**Your task**
From the entries below, please output exactly the lines starting at the one containing "#[derive(Debug, Clone, Copy, PartialEq, Eq, Default)]" and ending at the one containing "impl FromStr for TypeFilter", both included.
───── Dataset excerpts ─────
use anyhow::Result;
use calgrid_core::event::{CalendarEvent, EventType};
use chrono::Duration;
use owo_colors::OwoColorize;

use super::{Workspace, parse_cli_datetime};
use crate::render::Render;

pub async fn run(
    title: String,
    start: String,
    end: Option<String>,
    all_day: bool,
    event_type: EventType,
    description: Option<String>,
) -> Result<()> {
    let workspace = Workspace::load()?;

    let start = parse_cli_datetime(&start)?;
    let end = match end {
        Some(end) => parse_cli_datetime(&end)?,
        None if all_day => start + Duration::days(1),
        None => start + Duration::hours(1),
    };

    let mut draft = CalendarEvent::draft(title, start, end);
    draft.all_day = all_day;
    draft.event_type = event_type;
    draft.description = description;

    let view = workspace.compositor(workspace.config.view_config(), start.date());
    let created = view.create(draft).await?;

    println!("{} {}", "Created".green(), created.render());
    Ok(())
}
─────
───── Dataset excerpts ─────
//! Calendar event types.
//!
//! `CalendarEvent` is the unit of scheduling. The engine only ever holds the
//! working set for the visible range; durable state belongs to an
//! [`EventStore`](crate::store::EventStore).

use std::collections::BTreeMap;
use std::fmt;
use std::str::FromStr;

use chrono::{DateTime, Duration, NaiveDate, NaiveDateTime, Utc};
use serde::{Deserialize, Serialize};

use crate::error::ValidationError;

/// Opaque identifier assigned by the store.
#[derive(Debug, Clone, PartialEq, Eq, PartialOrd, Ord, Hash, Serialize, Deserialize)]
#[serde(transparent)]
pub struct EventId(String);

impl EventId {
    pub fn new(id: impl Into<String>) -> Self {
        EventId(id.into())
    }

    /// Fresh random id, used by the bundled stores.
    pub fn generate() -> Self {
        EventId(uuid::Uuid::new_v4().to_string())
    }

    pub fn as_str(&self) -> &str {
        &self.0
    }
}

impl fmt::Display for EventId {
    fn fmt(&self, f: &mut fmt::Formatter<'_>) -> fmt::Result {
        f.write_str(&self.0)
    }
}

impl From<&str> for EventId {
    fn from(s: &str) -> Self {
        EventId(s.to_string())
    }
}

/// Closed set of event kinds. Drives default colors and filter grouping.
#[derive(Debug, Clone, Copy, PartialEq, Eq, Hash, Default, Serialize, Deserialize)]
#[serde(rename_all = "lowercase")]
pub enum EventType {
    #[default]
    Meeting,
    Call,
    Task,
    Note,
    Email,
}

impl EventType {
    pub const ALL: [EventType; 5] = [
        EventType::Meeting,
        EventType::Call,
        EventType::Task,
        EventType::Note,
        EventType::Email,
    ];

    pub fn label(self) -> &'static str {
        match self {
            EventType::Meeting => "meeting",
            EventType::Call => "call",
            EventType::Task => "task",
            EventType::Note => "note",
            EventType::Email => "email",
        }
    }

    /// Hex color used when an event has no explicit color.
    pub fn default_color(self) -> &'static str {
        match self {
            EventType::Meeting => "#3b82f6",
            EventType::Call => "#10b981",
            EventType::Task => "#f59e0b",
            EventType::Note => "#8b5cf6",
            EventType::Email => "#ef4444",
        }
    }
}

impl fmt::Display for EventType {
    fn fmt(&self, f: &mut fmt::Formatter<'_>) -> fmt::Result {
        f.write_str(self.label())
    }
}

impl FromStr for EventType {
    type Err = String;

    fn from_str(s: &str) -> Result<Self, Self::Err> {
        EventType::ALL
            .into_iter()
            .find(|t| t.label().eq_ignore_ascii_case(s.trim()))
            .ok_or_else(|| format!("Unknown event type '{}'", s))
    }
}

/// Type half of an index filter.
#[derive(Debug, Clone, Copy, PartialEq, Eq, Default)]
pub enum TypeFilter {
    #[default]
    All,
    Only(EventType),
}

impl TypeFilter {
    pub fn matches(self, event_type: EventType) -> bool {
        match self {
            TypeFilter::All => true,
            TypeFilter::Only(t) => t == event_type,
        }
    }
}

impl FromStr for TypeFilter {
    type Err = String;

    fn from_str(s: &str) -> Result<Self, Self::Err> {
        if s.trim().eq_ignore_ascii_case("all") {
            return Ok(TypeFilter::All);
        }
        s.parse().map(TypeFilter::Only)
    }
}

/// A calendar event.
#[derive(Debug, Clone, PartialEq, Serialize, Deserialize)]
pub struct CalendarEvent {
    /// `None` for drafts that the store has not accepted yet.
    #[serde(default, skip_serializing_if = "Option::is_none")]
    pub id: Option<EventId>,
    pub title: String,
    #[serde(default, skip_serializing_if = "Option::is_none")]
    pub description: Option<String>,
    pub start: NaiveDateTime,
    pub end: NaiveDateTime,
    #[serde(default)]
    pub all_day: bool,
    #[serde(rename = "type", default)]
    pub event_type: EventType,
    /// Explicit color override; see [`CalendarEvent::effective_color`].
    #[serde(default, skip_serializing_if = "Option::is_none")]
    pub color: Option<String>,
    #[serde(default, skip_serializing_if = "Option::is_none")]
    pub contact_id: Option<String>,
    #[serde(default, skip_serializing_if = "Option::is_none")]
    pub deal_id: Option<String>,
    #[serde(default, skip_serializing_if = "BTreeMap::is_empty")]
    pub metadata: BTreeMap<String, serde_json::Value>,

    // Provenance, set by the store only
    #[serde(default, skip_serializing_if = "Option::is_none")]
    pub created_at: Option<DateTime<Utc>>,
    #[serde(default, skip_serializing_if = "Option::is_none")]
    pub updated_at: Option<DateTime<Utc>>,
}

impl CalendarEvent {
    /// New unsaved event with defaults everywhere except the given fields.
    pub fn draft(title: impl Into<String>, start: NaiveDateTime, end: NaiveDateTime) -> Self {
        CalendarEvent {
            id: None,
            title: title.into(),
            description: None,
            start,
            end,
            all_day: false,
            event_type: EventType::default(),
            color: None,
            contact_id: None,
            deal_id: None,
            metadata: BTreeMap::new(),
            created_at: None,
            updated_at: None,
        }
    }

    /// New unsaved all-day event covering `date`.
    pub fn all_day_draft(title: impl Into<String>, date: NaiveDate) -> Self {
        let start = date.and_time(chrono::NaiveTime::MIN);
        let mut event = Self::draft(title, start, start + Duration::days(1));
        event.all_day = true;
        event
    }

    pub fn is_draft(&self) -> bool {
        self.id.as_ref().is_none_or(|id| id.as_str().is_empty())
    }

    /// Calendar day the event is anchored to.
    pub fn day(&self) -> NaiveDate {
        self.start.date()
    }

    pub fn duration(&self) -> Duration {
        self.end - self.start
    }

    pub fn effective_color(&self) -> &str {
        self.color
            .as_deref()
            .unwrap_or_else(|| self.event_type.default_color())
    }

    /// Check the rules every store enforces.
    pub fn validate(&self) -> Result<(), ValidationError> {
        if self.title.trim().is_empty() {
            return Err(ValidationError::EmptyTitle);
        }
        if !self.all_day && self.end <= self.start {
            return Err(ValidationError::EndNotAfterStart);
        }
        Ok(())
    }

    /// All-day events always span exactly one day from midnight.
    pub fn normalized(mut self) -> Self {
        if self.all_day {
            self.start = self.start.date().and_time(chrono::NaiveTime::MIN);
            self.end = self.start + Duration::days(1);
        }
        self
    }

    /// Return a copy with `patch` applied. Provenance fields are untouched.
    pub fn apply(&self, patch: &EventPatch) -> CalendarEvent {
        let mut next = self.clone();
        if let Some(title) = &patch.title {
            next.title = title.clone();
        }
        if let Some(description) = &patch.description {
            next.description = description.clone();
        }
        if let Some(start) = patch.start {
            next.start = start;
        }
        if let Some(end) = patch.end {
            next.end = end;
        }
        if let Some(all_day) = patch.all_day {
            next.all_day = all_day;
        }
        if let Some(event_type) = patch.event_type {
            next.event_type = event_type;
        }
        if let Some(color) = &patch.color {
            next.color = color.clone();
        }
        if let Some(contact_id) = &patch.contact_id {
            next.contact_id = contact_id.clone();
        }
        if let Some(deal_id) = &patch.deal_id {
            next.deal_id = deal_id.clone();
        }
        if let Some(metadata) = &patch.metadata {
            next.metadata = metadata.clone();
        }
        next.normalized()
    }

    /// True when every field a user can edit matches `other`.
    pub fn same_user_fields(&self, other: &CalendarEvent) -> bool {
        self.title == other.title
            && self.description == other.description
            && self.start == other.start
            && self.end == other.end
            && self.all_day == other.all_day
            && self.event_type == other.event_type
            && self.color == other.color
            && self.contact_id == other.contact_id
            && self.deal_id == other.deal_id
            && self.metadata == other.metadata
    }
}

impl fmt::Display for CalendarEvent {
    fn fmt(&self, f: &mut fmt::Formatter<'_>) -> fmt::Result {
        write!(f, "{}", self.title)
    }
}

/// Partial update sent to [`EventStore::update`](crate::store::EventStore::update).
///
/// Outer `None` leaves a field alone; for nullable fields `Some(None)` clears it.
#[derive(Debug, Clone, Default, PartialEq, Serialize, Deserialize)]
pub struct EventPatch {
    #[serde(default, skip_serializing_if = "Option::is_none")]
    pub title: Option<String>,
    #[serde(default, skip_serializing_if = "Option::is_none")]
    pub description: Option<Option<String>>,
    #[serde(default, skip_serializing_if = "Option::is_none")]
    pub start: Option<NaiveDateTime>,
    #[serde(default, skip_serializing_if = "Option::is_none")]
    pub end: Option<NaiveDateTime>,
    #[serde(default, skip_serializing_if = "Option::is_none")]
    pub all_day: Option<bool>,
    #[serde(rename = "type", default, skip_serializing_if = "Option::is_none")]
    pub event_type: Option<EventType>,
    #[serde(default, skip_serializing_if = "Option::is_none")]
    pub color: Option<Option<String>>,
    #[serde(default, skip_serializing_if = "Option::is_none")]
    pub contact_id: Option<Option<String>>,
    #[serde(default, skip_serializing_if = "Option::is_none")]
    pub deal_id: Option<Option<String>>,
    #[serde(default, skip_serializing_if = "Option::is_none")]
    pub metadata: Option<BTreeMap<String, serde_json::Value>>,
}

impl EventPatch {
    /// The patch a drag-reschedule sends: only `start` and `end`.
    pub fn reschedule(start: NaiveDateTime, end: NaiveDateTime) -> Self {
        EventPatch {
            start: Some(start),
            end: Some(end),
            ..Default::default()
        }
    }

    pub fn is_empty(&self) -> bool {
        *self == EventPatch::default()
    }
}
─────
**Your solution**
#[derive(Debug, Clone, Copy, PartialEq, Eq, Default)]
pub enum TypeFilter {
    #[default]
    All,
    Only(EventType),
}

impl TypeFilter {
    pub fn matches(self, event_type: EventType) -> bool {
        match self {
            TypeFilter::All => true,
            TypeFilter::Only(t) => t == event_type,
        }
    }
}

impl FromStr for TypeFilter {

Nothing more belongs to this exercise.